*** Opening EXTRACTED ENTRIES ***

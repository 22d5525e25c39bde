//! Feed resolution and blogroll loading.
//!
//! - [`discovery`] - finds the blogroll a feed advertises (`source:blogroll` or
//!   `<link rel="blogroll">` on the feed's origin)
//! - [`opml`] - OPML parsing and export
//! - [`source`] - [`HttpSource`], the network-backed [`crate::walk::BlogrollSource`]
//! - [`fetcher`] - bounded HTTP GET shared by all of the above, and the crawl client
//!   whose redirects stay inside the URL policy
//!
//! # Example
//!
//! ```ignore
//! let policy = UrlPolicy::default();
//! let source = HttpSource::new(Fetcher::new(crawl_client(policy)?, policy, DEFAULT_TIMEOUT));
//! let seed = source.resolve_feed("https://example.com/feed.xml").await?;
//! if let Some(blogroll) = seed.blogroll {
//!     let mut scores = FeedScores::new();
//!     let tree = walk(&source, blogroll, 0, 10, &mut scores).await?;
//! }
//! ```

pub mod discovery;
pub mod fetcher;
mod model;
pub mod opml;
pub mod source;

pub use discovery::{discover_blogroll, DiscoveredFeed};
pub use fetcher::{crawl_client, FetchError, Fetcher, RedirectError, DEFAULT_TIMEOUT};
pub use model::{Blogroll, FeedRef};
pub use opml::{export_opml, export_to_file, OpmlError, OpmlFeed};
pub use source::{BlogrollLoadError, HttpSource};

*** Closing EXTRACTED ENTRIES ***
*** Opening EXTRACTED ENTRIES ***

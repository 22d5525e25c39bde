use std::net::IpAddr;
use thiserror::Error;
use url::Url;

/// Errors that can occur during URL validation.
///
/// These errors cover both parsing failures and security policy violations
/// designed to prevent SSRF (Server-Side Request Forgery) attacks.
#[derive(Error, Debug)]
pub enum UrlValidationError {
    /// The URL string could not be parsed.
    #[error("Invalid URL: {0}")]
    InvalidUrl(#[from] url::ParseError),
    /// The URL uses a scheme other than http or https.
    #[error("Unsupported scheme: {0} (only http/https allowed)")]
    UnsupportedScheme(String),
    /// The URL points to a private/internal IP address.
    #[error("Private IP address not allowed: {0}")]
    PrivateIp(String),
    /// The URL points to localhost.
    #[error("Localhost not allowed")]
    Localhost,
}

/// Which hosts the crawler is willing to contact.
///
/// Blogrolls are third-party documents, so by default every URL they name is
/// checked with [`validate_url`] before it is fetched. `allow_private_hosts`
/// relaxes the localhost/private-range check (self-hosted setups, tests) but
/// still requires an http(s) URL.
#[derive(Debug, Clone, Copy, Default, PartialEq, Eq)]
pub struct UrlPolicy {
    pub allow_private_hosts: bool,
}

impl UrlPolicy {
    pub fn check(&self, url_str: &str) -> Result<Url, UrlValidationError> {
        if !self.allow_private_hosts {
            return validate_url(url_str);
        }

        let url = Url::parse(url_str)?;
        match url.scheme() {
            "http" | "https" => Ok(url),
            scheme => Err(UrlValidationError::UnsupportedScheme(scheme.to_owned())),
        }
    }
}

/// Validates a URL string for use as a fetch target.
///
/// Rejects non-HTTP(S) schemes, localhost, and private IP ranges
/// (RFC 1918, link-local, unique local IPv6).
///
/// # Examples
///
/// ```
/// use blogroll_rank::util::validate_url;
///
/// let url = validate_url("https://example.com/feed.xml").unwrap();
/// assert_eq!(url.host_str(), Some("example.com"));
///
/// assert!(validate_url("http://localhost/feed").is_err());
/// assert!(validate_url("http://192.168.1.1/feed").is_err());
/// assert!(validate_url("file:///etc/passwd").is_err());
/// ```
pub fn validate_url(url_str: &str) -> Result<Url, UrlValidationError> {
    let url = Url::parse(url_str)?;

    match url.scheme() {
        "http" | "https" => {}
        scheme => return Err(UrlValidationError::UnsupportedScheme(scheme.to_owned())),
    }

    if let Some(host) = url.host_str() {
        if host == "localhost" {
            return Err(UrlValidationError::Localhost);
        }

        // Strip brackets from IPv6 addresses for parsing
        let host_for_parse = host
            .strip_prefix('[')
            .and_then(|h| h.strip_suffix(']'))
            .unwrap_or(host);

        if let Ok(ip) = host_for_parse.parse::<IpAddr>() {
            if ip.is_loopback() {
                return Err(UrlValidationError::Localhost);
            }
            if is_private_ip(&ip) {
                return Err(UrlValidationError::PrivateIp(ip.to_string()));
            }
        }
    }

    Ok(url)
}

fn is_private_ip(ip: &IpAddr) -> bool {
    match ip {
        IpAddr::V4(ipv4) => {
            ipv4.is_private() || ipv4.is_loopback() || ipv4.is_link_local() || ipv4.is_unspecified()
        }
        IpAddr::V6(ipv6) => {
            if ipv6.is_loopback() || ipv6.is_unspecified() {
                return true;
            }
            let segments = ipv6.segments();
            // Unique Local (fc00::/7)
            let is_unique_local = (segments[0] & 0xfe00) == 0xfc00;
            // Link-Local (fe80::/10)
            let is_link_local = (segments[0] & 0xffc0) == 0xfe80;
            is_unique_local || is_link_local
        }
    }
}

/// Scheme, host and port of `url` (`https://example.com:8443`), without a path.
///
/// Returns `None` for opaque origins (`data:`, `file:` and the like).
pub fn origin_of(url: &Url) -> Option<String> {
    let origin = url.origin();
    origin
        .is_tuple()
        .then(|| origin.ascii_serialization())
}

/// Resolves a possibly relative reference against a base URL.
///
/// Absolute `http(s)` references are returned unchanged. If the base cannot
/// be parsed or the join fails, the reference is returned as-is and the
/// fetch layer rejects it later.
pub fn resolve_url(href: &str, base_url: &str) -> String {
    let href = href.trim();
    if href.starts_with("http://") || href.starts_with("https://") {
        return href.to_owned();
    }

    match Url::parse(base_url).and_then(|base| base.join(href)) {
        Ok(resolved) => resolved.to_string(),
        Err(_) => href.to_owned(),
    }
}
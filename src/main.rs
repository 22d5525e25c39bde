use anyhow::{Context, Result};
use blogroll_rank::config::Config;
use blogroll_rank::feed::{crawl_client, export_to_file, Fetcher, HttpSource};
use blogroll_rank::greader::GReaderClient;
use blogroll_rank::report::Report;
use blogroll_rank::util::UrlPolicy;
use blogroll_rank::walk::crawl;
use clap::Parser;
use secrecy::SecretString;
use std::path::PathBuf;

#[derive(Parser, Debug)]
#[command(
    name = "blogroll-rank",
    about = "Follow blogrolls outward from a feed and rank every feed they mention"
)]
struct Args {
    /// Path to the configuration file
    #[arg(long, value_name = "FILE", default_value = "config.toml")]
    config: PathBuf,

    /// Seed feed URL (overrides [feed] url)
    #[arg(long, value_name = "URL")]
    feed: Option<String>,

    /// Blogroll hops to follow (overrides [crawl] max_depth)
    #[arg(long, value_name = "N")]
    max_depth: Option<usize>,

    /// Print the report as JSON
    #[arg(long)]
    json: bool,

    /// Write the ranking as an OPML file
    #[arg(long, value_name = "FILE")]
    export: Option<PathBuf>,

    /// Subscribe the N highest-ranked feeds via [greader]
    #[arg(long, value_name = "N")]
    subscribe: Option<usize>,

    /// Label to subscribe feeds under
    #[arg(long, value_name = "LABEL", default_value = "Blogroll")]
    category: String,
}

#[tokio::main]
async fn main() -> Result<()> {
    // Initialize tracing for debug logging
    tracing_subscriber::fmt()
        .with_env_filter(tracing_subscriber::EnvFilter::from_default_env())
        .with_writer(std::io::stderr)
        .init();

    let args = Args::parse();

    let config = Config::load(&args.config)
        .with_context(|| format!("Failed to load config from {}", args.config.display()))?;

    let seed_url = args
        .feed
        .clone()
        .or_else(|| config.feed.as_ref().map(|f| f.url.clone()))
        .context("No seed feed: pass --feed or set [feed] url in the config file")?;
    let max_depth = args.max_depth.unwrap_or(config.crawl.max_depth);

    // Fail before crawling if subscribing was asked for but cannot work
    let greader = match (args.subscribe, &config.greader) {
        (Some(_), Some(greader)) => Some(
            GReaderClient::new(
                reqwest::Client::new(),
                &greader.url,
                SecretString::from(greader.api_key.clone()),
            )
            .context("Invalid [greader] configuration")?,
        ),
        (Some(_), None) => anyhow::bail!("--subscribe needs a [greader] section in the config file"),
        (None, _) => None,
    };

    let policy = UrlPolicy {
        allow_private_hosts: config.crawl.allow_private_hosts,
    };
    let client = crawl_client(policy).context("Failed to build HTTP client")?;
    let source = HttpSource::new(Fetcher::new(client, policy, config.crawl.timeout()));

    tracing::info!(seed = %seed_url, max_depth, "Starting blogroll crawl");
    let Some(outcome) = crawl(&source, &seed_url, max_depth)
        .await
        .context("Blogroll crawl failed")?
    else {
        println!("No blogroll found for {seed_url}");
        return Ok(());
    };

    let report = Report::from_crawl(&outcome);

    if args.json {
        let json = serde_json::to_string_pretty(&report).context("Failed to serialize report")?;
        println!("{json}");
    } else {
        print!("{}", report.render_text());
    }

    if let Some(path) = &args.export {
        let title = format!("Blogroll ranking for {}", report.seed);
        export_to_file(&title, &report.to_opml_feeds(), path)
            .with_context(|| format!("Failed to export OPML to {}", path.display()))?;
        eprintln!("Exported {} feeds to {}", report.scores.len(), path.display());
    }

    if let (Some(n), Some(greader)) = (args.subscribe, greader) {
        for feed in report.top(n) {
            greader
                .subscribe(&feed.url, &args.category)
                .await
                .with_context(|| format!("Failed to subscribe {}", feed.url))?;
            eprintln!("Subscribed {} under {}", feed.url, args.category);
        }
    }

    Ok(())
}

*** Closing EXTRACTED ENTRIES ***

## WHAT YOU SHOULD DO
Please return each line of the data above in which the word "GReaderClient" occurs.

## PROBLEM SOLUTION
use blogroll_rank::greader::GReaderClient;
            GReaderClient::new(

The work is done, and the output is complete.